Your company’s performance … The right behaviours on a day-to-day basis make all the difference!
Having a good understanding of your company’s vision and strategic targets is a good starting point. Implementing and adhering to a formal communications structure and adopting management tools appropriate to the organizational context will pave the way to success. But embracing proactive day‑to‑day management behaviours and adopting better participatory management practices are what allow organizations to evolve and maintain sustainable performance results. While it is an ongoing struggle to ensure that front-line managers maintain the desired behaviours, a number of concrete steps can be taken to build the foundation for a management structure focused on achieving strategic objectives.
Good management practices at every level
First of all, who are these front-line managers? They are members of organizations who work very closely with operations. They are team leaders, supervisors and foremen who are in daily contact with close to 80% of an organization’s resources—people, equipment and information. Because they work closely with operations, a considerable number of these managers are typically promoted on the basis of their vast technical expertise, which sets them apart from their peers. But their management experience is more limited.
Yet these managers are the ones who end up with the critical task of communicating the corporate strategy to their teams and operationalizing it on a daily basis. So the trend has been that those with the least management skills are the ones who have the biggest impact on compliance in terms of costs, timelines, quality, and staff mobilization and retention. At the same time, they have to contend with the ups and downs and urgencies of day-to-day operations.
Fortunately, there are a number of proactive management techniques that offer these managers a better chance of achieving their performance targets.
Proactive management: taking control of the day to day
“If you wait for people to come to you, you’ll only get small problems.” – W. Edwards Deming
Have you ever heard corporate managers say that, for them, a good day of work is: not facing too many unexpected situations, getting a few minutes to themselves, avoiding overtime or even just managing to get through the day? These responses all reflect managers’ lack of control over performance targets and, more generally, over their day-to-day activities. Feeling at a loss of control makes it very difficult, if not impossible, to demonstrate the desired management behaviours. These situations directly affect the performance of the company’s various operating units and, in turn, its overall financial performance.
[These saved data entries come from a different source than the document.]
use crate::codec::{self, text, DataType, Field};
use crate::error::EditError;
use crate::hooks::{HookRegistry, Hooks, ParseContext};
use crate::item::{Item, ItemKind, Number, Value};
use crate::region;
use crate::resource::ResourceRegistry;
use crate::template::operation;
use crate::template::Template;
use crate::walker;
use crate::{Error, Result};

/// Tolerance when checking `step` against a displayed value
const STEP_EPSILON: f64 = 1e-9;

/// Knobs for [`Session::load_with`]
#[derive(Debug, Clone)]
pub struct SessionOptions {
    /// Skip detection and use this region
    pub region: Option<String>,
    /// Deepest allowed nesting of `set_value` calls made from hooks
    pub max_hook_depth: usize,
    /// Rewrite every checksum whose range covers a written byte
    pub auto_checksum: bool,
}

impl Default for SessionOptions {
    fn default() -> Self {
        Self {
            region: None,
            max_hook_depth: 16,
            auto_checksum: true,
        }
    }
}

pub struct Session {
    template: Rc<Template>,
    hooks: Rc<dyn Hooks>,
    buffer: Vec<u8>,
    region: Option<String>,
    regions: Vec<String>,
    header_shift: usize,
    slot: Option<usize>,
    resources: ResourceRegistry,
    items: Vec<Item>,
    index: HashMap<String, usize>,
    options: SessionOptions,
    /// Current nesting of `set_value`
    depth: usize,
    /// Byte ranges written since the outermost `set_value` started
    written: Vec<Range<usize>>,
    /// Compiled string validators, keyed by pattern
    patterns: HashMap<String, Regex>,
}

impl std::fmt::Debug for Session {
    fn fmt(&self, f: &mut std::fmt::Formatter<'_>) -> std::fmt::Result {
        f.debug_struct("Session")
            .field("template", &self.template.id)
            .field("region", &self.region)
            .field("header_shift", &self.header_shift)
            .field("buffer_len", &self.buffer.len())
            .field("items", &self.items.len())
            .finish()
    }
}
Measures that can be quickly put in place include good supervisory practices between a manager and their employees, serving as the basis for proactive management. Interaction between the two hierarchical levels must be proactive, structured and provide added value.
Proactive communications mean looking beyond the urgencies of the moment to address—as a team—the aspects that will most greatly impact performance. Talking about health and safety every day, assigning work with instructions, evaluating operational performance and involving people in changes are all ways to get out in front of day-to-day issues to ensure better control over the various processes in place.
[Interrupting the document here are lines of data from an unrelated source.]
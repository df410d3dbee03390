//! Template node kinds.
//!
//! A template is a closed tagged union: the `"type"` key picks the variant and
//! each variant carries only the fields that make sense for it.

use serde::Deserialize;

use super::de::{Code, Offset};
use super::operation::Operation;
use crate::checksum::Algorithm;
use crate::codec::text::TextField;
use crate::codec::{BitRange, DataType, Field};

#[derive(Debug, Clone, PartialEq, Deserialize)]
#[serde(tag = "type", rename_all = "camelCase")]
pub enum Node {
    Section(Section),
    Tabs(Tabs),
    Container(Container),
    Variable(Variable),
    Bitflags(Bitflags),
    Checksum(Checksum),
    Group(Group),
    String(Text),
}

impl Node {
    pub fn id(&self) -> Option<&str> {
        match self {
            Node::Section(n) => n.id.as_deref(),
            Node::Tabs(n) => n.id.as_deref(),
            Node::Container(n) => n.id.as_deref(),
            Node::Variable(n) => n.id.as_deref(),
            Node::Bitflags(n) => n.id.as_deref(),
            Node::Checksum(n) => n.id.as_deref(),
            Node::Group(n) => n.id.as_deref(),
            Node::String(n) => n.id.as_deref(),
        }
    }

    pub fn kind(&self) -> &'static str {
        match self {
            Node::Section(_) => "section",
            Node::Tabs(_) => "tabs",
            Node::Container(_) => "container",
            Node::Variable(_) => "variable",
            Node::Bitflags(_) => "bitflags",
            Node::Checksum(_) => "checksum",
            Node::Group(_) => "group",
            Node::String(_) => "string",
        }
    }
}

/// Purely organisational grouping
#[derive(Debug, Clone, Default, PartialEq, Deserialize)]
#[serde(rename_all = "camelCase")]
pub struct Section {
    #[serde(default)]
    pub id: Option<String>,
    #[serde(default)]
    pub name: String,
    #[serde(default)]
    pub hidden: bool,
    #[serde(default)]
    pub flex: bool,
    pub items: Vec<Node>,
}

/// Grouping whose children are mutually exclusive pages
#[derive(Debug, Clone, Default, PartialEq, Deserialize)]
#[serde(rename_all = "camelCase")]
pub struct Tabs {
    #[serde(default)]
    pub id: Option<String>,
    #[serde(default)]
    pub name: String,
    pub items: Vec<Node>,
}

/// Comparison used by `disableSubinstanceIf`
#[derive(Debug, Clone, Copy, PartialEq, Eq, Deserialize)]
pub enum Operator {
    #[serde(rename = "=", alias = "==")]
    Eq,
    #[serde(rename = "!=")]
    Ne,
    #[serde(rename = ">")]
    Gt,
    #[serde(rename = ">=")]
    Ge,
    #[serde(rename = "<")]
    Lt,
    #[serde(rename = "<=")]
    Le,
    /// True when any bit of `value` is set
    #[serde(rename = "&")]
    And,
}

/// Single-field predicate evaluated relative to an instance's shift
#[derive(Debug, Clone, PartialEq, Deserialize)]
#[serde(rename_all = "camelCase")]
pub struct Condition {
    pub offset: Offset,
    pub data_type: DataType,
    #[serde(default)]
    pub big_endian: Option<bool>,
    #[serde(default)]
    pub binary: Option<BitRange>,
    pub operator: Operator,
    pub value: i64,
}

impl Condition {
    pub fn field(&self, default_big_endian: bool) -> Field {
        Field {
            data_type: self.data_type,
            big_endian: self.big_endian.unwrap_or(default_big_endian),
            bit: None,
            binary: self.binary,
            bcd: false,
        }
    }

    pub fn holds(&self, actual: i64) -> bool {
        match self.operator {
            Operator::Eq => actual == self.value,
            Operator::Ne => actual != self.value,
            Operator::Gt => actual > self.value,
            Operator::Ge => actual >= self.value,
            Operator::Lt => actual < self.value,
            Operator::Le => actual <= self.value,
            Operator::And => actual & self.value != 0,
        }
    }
}

/// How a container's instances are presented
#[derive(Debug, Clone, Copy, Default, PartialEq, Eq, Deserialize)]
#[serde(rename_all = "lowercase")]
pub enum InstanceType {
    #[default]
    Section,
    Tabs,
}

/// Repeated structural unit: `items` is applied `instances` times, each time
/// shifted by `index * length` bytes.
#[derive(Debug, Clone, PartialEq, Deserialize)]
#[serde(rename_all = "camelCase")]
pub struct Container {
    #[serde(default)]
    pub id: Option<String>,
    #[serde(default)]
    pub name: String,
    #[serde(default)]
    pub instance_type: InstanceType,
    pub instances: usize,
    pub length: Offset,
    /// Resource labelling each instance (e.g. character names)
    #[serde(default)]
    pub resource: Option<String>,
    #[serde(default)]
    pub prepend_subinstance: Vec<Node>,
    #[serde(default)]
    pub append_subinstance: Vec<Node>,
    #[serde(default)]
    pub disable_subinstance_if: Option<Condition>,
    pub items: Vec<Node>,
}

/// Single addressable value
#[derive(Debug, Clone, PartialEq, Deserialize)]
#[serde(rename_all = "camelCase")]
pub struct Variable {
    #[serde(default)]
    pub id: Option<String>,
    #[serde(default)]
    pub name: String,
    pub offset: Offset,
    pub data_type: DataType,
    #[serde(default)]
    pub big_endian: Option<bool>,
    #[serde(default)]
    pub bit: Option<u8>,
    #[serde(default)]
    pub binary: Option<BitRange>,
    #[serde(default)]
    pub binary_coded_decimal: bool,
    #[serde(default)]
    pub operations: Vec<Operation>,
    #[serde(default)]
    pub resource: Option<String>,
    #[serde(default)]
    pub min: Option<f64>,
    #[serde(default)]
    pub max: Option<f64>,
    #[serde(default)]
    pub step: Option<f64>,
    #[serde(default)]
    pub disabled: bool,
    #[serde(default)]
    pub hidden: bool,
    /// Offsets (same shift) that receive a copy of every written raw value
    #[serde(default)]
    pub mirrors: Vec<Offset>,
}

impl Variable {
    pub fn field(&self, default_big_endian: bool) -> Field {
        Field {
            data_type: self.data_type,
            big_endian: self.big_endian.unwrap_or(default_big_endian),
            bit: self.bit,
            binary: self.binary,
            bcd: self.binary_coded_decimal,
        }
    }
}

/// One independently addressable bit
#[derive(Debug, Clone, PartialEq, Deserialize)]
#[serde(rename_all = "camelCase")]
pub struct Flag {
    #[serde(default)]
    pub id: Option<String>,
    pub offset: Offset,
    pub bit: u8,
    #[serde(default)]
    pub label: String,
    /// The flag reads as set when the bit is clear
    #[serde(default)]
    pub reversed: bool,
    #[serde(default)]
    pub hidden: bool,
    #[serde(default)]
    pub disabled: bool,
    #[serde(default)]
    pub separator: bool,
    #[serde(default)]
    pub mirrors: Vec<Offset>,
}

#[derive(Debug, Clone, PartialEq, Deserialize)]
#[serde(rename_all = "camelCase")]
pub struct Bitflags {
    #[serde(default)]
    pub id: Option<String>,
    #[serde(default)]
    pub name: String,
    #[serde(default)]
    pub hidden: bool,
    #[serde(default)]
    pub disabled: bool,
    pub flags: Vec<Flag>,
}

/// Checked byte range `[offsetStart, offsetEnd)`
#[derive(Debug, Clone, Copy, PartialEq, Eq, Deserialize)]
#[serde(rename_all = "camelCase")]
pub struct Control {
    pub offset_start: Offset,
    pub offset_end: Offset,
}

#[derive(Debug, Clone, PartialEq, Deserialize)]
#[serde(rename_all = "camelCase")]
pub struct Checksum {
    #[serde(default)]
    pub id: Option<String>,
    #[serde(default)]
    pub name: String,
    pub offset: Offset,
    pub data_type: DataType,
    #[serde(default)]
    pub big_endian: Option<bool>,
    pub control: Control,
    /// Declarative algorithm; omitted when a hook generates the value
    #[serde(default)]
    pub algorithm: Option<Algorithm>,
    #[serde(default)]
    pub hidden: bool,
    #[serde(default)]
    pub disabled: bool,
}

/// How a group's parts compose into one displayed value
#[derive(Debug, Clone, Copy, PartialEq, Eq, serde::Serialize, Deserialize)]
#[serde(rename_all = "lowercase")]
pub enum GroupMode {
    /// Hours, minutes, seconds as separate fields
    Time,
    /// Numerator and denominator
    Fraction,
    /// Day count plus a time of day
    Chrono,
}

#[derive(Debug, Clone, PartialEq, Deserialize)]
#[serde(rename_all = "camelCase")]
pub struct Group {
    #[serde(default)]
    pub id: Option<String>,
    #[serde(default)]
    pub name: String,
    pub mode: GroupMode,
    #[serde(default)]
    pub hidden: bool,
    #[serde(default)]
    pub disabled: bool,
    pub items: Vec<Variable>,
}

/// Fixed-length string of custom character codes
#[derive(Debug, Clone, PartialEq, Deserialize)]
#[serde(rename_all = "camelCase")]
pub struct Text {
    #[serde(default)]
    pub id: Option<String>,
    #[serde(default)]
    pub name: String,
    pub offset: Offset,
    pub length: usize,
    #[serde(default = "default_letter_type")]
    pub letter_data_type: DataType,
    #[serde(default)]
    pub big_endian: Option<bool>,
    /// Resource mapping codes to glyphs
    pub letters: String,
    #[serde(default)]
    pub end_code: Option<Code>,
    #[serde(default)]
    pub fallback: Code,
    /// Regular expression the whole value must match on write
    #[serde(default)]
    pub regex: Option<String>,
    #[serde(default)]
    pub hidden: bool,
    #[serde(default)]
    pub disabled: bool,
}

fn default_letter_type() -> DataType {
    DataType::Uint8
}

impl Text {
    pub fn text_field(&self, default_big_endian: bool) -> TextField {
        TextField {
            length: self.length,
            letter: Field::new(self.letter_data_type)
                .big_endian(self.big_endian.unwrap_or(default_big_endian)),
            end_code: self.end_code.map(|Code(c)| c),
            fallback: self.fallback.0,
        }
    }
}

#[cfg(test)]
mod tests {
    use super::*;

    #[test]
    fn test_variable_node() {
        let node: Node = serde_json::from_str(
            r#"{
                "type": "variable",
                "id": "gil",
                "name": "Gil",
                "offset": "0x2dc",
                "dataType": "uint24",
                "bigEndian": true,
                "operations": [{"*": 10}],
                "max": 9999990
            }"#,
        )
        .unwrap();
        let Node::Variable(var) = node else {
            panic!("expected a variable");
        };
        assert_eq!(var.offset, Offset(0x2dc));
        assert_eq!(var.field(false).big_endian, true);
        assert_eq!(var.operations, vec![Operation::Multiply(10.0)]);
    }

    #[test]
    fn test_unknown_type_is_rejected() {
        let err = serde_json::from_str::<Node>(r#"{"type": "sprite", "items": []}"#);
        assert!(err.is_err());
    }

    #[test]
    fn test_unknown_data_type_is_rejected() {
        let err = serde_json::from_str::<Node>(
            r#"{"type": "variable", "offset": 0, "dataType": "uint12"}"#,
        );
        assert!(err.is_err());
    }

    #[test]
    fn test_condition() {
        let cond: Condition = serde_json::from_str(
            r#"{"offset": 0, "dataType": "uint8", "operator": "=", "value": 0}"#,
        )
        .unwrap();
        assert!(cond.holds(0));
        assert!(!cond.holds(1));

        let mask: Condition = serde_json::from_str(
            r#"{"offset": 0, "dataType": "uint8", "operator": "&", "value": 128}"#,
        )
        .unwrap();
        assert!(mask.holds(0x81));
        assert!(!mask.holds(0x7f));
    }

    #[test]
    fn test_string_defaults() {
        let node: Node = serde_json::from_str(
            r#"{"type": "string", "offset": 4, "length": 6, "letters": "charset", "endCode": "0xff"}"#,
        )
        .unwrap();
        let Node::String(text) = node else {
            panic!("expected a string");
        };
        let field = text.text_field(false);
        assert_eq!(field.letter.data_type, DataType::Uint8);
        assert_eq!(field.end_code, Some(0xff));
        assert_eq!(field.fallback, 0);
    }
}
To achieve the expected results, proactive communications should be formalized based on a structure that all participants are familiar with and share. With front-line management, these communications typically take the form of follow-up sessions. To ensure efficient and effective discussions, a formal agreement is required, outlining meeting times and locations, the management tools to have on hand, the topics to be discussed and the behaviours to adopt.
It is essential to fully leverage any time that managers and employees set aside in their day to engage in proactive discussions. To provide added value, any improvement opportunities or action plans identified during the discussions should be recorded using a tracking tool, which could be as simple as an action-plan log. Without recording any notes, it is difficult to seize all of the improvement opportunities that emerge.
The topics often addressed in these discussions entail work assignments, activity progress reports, action implementation and the sharing of performance results. The two tools recommended to assist managers in these discussions and ensure that meetings are effectual are:
- A management schedule formalizing the management routine to adopt based on the company’s needs;
- Standardized agendas that structure the meeting format, content and desired behaviours.
Here’s to continuous improvement
With a formalized management routine and agendas that provide a framework for discussion, the foundations are in place for managers to assume the proactive dimension of their role. By arming themselves with the right management tools, including notes that have been taken, an action plan log and other documents to help manage discrepancies or gaps, managers have every chance to achieve greater control over their day-to-day operations and thus participate actively in their company’s strategic vision.